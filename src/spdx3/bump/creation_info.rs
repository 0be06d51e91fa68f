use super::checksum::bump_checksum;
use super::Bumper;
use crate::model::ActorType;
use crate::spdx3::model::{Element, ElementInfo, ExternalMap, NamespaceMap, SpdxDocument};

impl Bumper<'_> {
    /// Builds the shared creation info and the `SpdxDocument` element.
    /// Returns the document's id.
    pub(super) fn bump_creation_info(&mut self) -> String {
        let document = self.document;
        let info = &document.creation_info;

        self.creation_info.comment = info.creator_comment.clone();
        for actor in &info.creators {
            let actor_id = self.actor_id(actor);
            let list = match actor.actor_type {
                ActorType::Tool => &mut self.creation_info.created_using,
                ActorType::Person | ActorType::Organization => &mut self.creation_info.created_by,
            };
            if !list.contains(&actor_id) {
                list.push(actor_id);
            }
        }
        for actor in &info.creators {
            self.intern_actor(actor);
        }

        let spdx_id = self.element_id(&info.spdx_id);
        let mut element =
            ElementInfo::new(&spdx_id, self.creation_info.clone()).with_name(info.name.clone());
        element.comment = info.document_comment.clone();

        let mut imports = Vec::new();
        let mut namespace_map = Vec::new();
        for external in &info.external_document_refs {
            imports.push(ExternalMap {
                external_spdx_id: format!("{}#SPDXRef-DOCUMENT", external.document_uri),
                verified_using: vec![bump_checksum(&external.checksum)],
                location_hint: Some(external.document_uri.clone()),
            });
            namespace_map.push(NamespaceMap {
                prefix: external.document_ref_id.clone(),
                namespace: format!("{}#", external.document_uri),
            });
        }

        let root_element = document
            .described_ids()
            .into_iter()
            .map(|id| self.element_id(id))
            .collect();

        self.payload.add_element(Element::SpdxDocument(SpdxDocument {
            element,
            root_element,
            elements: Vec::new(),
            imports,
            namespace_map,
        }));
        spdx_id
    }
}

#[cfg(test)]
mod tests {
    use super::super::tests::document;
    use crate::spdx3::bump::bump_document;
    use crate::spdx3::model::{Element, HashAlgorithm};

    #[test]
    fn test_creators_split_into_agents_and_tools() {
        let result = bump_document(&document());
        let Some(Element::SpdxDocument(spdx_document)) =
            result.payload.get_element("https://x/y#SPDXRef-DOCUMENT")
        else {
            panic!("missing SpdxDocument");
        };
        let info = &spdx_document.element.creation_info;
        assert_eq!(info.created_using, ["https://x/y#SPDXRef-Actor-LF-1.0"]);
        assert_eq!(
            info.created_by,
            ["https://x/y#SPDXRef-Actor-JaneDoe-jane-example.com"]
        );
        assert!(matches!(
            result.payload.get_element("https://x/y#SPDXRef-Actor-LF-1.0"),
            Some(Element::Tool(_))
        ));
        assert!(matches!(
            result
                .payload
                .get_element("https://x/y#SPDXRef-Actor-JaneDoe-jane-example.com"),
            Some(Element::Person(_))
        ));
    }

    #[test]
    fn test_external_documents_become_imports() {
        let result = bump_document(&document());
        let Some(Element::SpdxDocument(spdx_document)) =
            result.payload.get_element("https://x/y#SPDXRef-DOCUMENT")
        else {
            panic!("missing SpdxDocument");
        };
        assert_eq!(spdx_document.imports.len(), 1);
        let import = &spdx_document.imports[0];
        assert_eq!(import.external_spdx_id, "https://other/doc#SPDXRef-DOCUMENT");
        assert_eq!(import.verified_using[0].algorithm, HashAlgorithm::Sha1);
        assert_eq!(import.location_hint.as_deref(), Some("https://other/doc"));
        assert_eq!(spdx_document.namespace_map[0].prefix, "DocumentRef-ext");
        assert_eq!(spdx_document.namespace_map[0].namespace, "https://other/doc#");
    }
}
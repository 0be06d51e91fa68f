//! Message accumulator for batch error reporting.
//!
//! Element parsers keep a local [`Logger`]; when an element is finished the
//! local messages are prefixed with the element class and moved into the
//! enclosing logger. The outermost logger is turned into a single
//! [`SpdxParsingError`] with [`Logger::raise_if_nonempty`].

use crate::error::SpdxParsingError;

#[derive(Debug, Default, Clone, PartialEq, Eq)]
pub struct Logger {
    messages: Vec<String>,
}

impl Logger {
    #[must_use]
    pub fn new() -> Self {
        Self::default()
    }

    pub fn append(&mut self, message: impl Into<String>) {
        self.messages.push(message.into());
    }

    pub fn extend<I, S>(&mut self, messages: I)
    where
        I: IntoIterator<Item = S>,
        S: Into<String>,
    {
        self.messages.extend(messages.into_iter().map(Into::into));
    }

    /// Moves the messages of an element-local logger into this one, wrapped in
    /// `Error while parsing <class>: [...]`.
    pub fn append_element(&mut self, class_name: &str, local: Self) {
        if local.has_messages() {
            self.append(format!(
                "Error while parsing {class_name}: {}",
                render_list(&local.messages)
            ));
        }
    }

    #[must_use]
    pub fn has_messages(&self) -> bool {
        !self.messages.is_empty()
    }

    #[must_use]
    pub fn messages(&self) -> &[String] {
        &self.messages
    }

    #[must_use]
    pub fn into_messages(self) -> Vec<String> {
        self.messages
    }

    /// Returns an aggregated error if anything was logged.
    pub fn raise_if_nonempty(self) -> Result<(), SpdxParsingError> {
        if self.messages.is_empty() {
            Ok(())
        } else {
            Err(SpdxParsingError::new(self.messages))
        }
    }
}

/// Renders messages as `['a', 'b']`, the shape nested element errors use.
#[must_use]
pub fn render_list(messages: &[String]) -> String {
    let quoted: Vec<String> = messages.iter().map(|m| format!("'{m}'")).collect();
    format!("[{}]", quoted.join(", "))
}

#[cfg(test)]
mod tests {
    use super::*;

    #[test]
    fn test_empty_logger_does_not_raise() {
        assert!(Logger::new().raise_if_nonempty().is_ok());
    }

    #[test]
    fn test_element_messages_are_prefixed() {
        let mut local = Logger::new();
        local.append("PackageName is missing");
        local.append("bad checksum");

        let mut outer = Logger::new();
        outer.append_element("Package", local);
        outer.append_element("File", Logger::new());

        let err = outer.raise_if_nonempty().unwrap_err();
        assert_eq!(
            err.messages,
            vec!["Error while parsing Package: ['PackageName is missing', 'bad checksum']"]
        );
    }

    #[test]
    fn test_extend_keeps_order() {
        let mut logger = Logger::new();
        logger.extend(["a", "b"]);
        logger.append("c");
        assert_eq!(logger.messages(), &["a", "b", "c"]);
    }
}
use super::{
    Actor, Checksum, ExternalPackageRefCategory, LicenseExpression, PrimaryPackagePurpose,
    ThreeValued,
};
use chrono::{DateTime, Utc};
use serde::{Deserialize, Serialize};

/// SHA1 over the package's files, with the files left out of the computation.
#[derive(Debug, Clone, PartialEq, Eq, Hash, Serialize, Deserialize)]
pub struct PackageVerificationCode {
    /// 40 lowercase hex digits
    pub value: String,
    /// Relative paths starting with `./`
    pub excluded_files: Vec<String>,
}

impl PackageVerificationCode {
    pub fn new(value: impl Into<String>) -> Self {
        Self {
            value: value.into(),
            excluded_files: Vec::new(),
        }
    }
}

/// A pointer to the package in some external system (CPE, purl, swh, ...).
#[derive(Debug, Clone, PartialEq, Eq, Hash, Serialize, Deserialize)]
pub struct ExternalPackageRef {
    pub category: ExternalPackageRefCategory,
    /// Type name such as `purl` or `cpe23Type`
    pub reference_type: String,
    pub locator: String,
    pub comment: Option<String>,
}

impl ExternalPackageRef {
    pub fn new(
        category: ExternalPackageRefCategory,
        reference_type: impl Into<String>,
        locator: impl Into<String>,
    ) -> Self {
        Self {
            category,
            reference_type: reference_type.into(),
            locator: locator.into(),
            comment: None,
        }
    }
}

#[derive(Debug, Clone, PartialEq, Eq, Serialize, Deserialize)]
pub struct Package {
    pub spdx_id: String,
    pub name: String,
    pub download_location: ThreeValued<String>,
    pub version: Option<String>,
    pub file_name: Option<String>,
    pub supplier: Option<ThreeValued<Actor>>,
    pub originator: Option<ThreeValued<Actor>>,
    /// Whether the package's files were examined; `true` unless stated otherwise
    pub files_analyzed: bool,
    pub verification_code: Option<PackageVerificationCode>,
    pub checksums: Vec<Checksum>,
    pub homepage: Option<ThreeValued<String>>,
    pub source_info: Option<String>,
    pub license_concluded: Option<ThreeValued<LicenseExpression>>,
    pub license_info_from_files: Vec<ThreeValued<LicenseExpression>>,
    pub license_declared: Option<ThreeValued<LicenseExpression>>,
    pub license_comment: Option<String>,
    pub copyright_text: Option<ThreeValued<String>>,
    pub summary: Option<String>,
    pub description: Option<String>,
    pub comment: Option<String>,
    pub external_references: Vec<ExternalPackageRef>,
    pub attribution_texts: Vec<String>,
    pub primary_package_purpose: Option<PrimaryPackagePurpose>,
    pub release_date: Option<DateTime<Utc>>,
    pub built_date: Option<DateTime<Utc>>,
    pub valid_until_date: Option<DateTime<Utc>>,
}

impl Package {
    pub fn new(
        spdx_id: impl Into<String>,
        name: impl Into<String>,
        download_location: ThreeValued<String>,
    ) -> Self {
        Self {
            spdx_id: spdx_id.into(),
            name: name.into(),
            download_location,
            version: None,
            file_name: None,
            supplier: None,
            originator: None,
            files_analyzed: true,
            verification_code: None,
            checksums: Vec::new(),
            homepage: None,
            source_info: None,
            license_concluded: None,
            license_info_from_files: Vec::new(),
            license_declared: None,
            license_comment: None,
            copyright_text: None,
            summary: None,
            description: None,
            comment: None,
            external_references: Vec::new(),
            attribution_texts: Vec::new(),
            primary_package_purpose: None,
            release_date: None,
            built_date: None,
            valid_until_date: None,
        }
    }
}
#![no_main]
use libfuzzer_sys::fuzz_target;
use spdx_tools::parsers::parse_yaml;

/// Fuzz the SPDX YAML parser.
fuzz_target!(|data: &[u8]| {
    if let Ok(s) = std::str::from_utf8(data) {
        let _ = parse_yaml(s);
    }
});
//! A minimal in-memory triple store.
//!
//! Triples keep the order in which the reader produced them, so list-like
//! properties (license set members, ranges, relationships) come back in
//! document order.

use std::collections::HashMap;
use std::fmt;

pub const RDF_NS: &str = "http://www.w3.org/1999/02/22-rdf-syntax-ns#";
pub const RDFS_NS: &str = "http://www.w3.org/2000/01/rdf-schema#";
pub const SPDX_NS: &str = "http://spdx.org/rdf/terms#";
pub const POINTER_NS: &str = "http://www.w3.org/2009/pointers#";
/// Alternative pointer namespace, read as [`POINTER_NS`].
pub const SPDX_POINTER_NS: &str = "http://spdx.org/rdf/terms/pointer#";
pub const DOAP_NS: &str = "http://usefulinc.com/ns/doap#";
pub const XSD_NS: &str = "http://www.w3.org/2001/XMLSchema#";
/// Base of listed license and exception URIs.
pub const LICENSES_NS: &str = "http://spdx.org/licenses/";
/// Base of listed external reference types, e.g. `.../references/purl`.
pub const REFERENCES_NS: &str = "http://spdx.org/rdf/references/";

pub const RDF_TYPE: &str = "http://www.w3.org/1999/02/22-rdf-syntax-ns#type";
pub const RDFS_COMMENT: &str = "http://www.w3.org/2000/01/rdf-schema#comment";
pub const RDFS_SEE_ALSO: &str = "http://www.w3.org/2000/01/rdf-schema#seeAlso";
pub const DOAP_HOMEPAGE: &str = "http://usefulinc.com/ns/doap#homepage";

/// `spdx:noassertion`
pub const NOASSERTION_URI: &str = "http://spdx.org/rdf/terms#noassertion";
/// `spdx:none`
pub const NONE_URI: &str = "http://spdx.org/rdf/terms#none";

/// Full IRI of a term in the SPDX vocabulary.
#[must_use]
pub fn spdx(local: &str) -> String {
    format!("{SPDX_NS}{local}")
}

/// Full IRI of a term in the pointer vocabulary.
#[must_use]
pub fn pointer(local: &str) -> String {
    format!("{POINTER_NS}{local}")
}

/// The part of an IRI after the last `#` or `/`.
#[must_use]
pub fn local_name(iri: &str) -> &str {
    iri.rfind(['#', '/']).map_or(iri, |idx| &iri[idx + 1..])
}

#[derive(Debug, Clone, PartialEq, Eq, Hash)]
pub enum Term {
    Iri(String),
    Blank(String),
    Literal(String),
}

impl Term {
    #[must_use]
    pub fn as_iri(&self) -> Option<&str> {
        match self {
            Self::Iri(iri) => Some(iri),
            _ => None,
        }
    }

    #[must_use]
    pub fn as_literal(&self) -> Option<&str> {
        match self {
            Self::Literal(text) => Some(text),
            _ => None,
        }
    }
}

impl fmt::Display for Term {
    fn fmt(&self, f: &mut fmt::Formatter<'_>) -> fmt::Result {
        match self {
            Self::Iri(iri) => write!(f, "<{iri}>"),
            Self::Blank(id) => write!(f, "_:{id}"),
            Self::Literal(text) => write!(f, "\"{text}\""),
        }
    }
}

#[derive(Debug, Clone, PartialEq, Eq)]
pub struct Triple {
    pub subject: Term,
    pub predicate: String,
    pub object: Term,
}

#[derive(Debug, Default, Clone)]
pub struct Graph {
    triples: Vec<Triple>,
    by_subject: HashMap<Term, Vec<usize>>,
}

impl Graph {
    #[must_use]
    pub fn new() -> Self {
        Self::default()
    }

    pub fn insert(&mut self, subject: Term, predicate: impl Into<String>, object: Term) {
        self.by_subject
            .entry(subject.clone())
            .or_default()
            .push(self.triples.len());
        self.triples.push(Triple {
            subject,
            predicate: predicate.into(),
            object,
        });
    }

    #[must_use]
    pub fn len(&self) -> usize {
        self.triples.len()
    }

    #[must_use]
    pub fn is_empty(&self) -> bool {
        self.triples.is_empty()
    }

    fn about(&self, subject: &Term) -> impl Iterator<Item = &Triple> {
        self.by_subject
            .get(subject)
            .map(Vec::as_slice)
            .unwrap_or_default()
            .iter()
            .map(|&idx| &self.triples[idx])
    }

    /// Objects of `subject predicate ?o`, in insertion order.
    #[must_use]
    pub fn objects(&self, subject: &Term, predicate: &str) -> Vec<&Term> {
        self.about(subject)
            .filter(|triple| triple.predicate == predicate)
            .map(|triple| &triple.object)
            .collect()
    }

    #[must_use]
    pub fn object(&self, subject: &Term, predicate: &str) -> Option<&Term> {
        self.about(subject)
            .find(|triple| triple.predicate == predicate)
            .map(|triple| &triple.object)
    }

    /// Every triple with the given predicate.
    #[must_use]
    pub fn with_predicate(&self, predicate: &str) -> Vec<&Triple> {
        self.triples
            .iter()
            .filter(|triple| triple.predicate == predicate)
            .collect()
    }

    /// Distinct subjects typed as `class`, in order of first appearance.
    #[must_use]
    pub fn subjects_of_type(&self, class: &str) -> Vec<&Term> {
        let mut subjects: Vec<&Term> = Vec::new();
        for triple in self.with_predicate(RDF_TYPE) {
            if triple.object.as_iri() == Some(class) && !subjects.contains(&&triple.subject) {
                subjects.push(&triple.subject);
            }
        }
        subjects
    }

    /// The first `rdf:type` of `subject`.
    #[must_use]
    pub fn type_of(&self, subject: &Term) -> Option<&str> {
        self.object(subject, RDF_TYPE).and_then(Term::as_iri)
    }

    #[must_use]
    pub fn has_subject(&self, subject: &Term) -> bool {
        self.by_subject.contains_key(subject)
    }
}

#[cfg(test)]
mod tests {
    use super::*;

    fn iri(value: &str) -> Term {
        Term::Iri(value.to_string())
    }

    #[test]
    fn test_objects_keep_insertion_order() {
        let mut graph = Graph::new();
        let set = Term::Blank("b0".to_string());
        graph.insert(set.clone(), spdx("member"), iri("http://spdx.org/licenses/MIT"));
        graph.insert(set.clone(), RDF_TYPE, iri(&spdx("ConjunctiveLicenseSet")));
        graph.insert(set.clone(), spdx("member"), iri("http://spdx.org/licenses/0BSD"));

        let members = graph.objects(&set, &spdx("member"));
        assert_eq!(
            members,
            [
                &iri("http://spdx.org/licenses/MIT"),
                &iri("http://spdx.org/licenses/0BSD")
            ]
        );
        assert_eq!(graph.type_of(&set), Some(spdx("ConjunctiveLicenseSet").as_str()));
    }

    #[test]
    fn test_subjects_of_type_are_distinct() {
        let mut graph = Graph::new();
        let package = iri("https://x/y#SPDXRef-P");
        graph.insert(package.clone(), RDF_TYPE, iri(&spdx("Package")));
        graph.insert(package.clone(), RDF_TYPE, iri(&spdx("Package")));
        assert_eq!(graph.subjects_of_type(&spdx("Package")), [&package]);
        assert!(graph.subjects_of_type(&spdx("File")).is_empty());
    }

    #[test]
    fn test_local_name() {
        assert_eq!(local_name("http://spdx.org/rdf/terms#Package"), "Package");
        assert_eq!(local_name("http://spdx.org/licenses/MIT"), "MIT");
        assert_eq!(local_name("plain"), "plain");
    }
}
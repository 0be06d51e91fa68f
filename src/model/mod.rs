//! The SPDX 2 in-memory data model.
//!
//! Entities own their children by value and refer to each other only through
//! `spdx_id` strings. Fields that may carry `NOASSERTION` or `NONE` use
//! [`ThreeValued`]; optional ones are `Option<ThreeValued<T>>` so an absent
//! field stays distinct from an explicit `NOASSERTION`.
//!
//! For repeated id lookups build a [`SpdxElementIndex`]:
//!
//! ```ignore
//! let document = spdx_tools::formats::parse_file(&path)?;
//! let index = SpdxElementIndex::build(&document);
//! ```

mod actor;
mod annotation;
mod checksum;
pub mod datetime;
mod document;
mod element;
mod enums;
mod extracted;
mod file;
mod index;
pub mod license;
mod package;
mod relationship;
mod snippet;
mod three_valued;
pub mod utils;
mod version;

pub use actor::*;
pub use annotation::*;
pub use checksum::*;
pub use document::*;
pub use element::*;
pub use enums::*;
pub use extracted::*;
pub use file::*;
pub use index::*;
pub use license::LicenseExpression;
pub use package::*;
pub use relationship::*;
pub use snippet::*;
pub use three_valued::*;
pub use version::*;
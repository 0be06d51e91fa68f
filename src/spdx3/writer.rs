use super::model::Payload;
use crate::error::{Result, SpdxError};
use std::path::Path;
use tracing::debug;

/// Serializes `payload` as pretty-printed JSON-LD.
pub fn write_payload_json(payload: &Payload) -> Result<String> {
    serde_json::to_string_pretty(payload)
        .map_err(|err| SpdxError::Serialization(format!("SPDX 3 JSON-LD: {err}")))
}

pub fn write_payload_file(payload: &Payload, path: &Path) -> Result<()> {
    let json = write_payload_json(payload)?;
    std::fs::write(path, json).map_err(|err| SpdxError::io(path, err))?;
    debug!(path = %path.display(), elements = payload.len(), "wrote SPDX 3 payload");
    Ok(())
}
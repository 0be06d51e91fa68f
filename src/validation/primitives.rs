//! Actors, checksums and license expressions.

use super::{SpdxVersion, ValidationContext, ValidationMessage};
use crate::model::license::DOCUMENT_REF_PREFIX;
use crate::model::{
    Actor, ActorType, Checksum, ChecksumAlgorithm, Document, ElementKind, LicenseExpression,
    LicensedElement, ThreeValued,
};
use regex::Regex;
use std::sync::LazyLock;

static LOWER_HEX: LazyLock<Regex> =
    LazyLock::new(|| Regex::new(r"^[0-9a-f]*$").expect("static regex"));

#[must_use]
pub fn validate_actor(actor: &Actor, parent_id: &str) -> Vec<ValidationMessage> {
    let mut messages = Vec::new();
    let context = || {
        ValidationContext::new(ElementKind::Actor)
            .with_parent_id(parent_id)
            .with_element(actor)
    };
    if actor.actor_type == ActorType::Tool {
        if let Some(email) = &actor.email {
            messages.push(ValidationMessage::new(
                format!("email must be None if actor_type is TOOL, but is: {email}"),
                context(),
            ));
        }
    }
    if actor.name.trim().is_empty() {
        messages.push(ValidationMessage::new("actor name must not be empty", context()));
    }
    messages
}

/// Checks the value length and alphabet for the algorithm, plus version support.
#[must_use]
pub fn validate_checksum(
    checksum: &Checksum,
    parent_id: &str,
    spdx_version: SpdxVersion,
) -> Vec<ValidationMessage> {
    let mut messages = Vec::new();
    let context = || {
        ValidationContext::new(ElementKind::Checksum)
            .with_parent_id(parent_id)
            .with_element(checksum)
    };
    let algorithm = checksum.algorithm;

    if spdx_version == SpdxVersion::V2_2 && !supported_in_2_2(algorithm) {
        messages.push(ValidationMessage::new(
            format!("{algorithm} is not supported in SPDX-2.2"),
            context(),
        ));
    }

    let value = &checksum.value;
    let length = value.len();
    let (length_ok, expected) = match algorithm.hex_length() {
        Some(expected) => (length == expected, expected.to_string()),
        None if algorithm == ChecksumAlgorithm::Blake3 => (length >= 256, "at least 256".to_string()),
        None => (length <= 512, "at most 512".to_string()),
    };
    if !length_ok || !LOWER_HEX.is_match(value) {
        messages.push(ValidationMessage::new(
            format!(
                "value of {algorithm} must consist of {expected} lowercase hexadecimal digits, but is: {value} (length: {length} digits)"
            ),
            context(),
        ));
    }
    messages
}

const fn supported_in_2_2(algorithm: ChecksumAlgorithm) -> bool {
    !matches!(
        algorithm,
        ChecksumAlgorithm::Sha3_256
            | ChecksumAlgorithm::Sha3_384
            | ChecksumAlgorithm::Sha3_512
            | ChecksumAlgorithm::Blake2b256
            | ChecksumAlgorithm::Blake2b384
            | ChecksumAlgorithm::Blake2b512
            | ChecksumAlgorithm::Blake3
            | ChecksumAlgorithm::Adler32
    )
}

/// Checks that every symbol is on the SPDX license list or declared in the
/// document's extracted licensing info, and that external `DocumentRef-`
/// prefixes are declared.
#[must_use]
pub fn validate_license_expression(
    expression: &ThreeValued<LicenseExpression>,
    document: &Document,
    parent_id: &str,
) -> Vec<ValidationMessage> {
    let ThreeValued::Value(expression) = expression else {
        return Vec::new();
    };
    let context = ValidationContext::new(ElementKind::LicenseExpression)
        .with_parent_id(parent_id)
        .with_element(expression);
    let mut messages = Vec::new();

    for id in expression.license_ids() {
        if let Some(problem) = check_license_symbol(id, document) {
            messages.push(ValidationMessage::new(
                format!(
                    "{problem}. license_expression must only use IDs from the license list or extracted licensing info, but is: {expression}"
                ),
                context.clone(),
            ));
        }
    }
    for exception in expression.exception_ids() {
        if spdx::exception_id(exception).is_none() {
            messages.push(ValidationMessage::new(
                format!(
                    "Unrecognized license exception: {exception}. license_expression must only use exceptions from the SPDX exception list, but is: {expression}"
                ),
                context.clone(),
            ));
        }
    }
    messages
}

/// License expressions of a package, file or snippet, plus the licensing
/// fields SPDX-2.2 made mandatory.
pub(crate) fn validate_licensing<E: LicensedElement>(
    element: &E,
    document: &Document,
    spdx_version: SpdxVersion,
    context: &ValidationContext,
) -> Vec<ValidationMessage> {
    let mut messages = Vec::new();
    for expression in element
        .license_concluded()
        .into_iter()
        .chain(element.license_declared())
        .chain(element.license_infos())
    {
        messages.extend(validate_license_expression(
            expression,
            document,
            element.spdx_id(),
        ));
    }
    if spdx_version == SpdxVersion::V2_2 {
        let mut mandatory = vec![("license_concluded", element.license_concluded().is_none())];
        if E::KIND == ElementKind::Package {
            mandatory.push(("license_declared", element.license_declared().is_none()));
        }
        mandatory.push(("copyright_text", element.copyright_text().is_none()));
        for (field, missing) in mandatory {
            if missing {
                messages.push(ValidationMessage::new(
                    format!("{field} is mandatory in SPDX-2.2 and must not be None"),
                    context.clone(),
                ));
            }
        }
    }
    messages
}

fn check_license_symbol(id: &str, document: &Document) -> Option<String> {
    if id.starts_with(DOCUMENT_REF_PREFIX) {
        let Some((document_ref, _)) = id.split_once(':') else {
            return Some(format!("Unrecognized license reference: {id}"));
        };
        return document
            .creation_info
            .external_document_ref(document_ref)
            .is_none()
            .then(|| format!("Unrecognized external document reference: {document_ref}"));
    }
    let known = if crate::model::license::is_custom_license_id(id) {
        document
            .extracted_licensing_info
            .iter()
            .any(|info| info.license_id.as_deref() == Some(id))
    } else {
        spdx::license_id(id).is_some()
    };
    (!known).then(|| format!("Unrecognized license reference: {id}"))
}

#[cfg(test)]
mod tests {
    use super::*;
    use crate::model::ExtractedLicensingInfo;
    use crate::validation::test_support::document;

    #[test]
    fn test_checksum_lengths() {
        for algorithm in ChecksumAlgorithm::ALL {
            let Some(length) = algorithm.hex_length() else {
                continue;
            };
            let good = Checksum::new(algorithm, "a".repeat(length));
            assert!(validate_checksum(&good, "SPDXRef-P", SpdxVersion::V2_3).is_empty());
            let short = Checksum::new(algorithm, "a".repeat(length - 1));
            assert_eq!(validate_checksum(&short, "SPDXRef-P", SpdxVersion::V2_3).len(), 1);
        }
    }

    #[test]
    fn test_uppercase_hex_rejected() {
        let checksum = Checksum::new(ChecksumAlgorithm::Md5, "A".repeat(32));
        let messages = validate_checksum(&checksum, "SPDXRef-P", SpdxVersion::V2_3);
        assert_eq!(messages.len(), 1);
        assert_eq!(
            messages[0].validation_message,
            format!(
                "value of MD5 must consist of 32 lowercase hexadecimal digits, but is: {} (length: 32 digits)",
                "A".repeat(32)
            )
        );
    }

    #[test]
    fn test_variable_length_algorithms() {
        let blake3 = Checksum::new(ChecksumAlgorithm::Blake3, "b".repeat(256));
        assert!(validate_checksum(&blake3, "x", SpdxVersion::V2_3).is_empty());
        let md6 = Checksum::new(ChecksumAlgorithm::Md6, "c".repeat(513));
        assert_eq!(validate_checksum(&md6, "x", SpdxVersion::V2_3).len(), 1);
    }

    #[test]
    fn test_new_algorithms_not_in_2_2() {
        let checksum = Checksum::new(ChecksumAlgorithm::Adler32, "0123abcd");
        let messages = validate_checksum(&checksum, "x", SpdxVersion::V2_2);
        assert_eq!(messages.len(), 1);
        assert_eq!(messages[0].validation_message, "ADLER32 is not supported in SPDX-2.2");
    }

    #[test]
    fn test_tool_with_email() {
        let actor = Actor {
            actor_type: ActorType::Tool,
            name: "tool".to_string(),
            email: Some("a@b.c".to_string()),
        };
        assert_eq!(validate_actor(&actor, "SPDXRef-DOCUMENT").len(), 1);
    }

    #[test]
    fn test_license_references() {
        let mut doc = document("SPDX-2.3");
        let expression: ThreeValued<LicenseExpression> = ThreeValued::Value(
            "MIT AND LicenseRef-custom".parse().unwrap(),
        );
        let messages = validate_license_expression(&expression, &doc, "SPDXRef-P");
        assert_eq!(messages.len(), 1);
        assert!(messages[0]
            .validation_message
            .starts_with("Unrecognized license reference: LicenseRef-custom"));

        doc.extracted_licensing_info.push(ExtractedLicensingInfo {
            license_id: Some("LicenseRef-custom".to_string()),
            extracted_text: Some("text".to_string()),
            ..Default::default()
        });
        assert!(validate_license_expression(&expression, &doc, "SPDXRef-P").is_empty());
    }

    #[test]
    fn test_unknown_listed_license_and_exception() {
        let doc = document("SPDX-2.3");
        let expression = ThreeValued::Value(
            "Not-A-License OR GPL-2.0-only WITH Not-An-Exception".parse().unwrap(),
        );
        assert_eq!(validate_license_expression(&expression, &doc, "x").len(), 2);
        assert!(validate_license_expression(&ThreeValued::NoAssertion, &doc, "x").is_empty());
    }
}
——
> **WHAT NEEDS TO BE DONE**
Each line in the entries above that includes the string "consist" adds to the count; state that count only.

> **SOLUTION**
2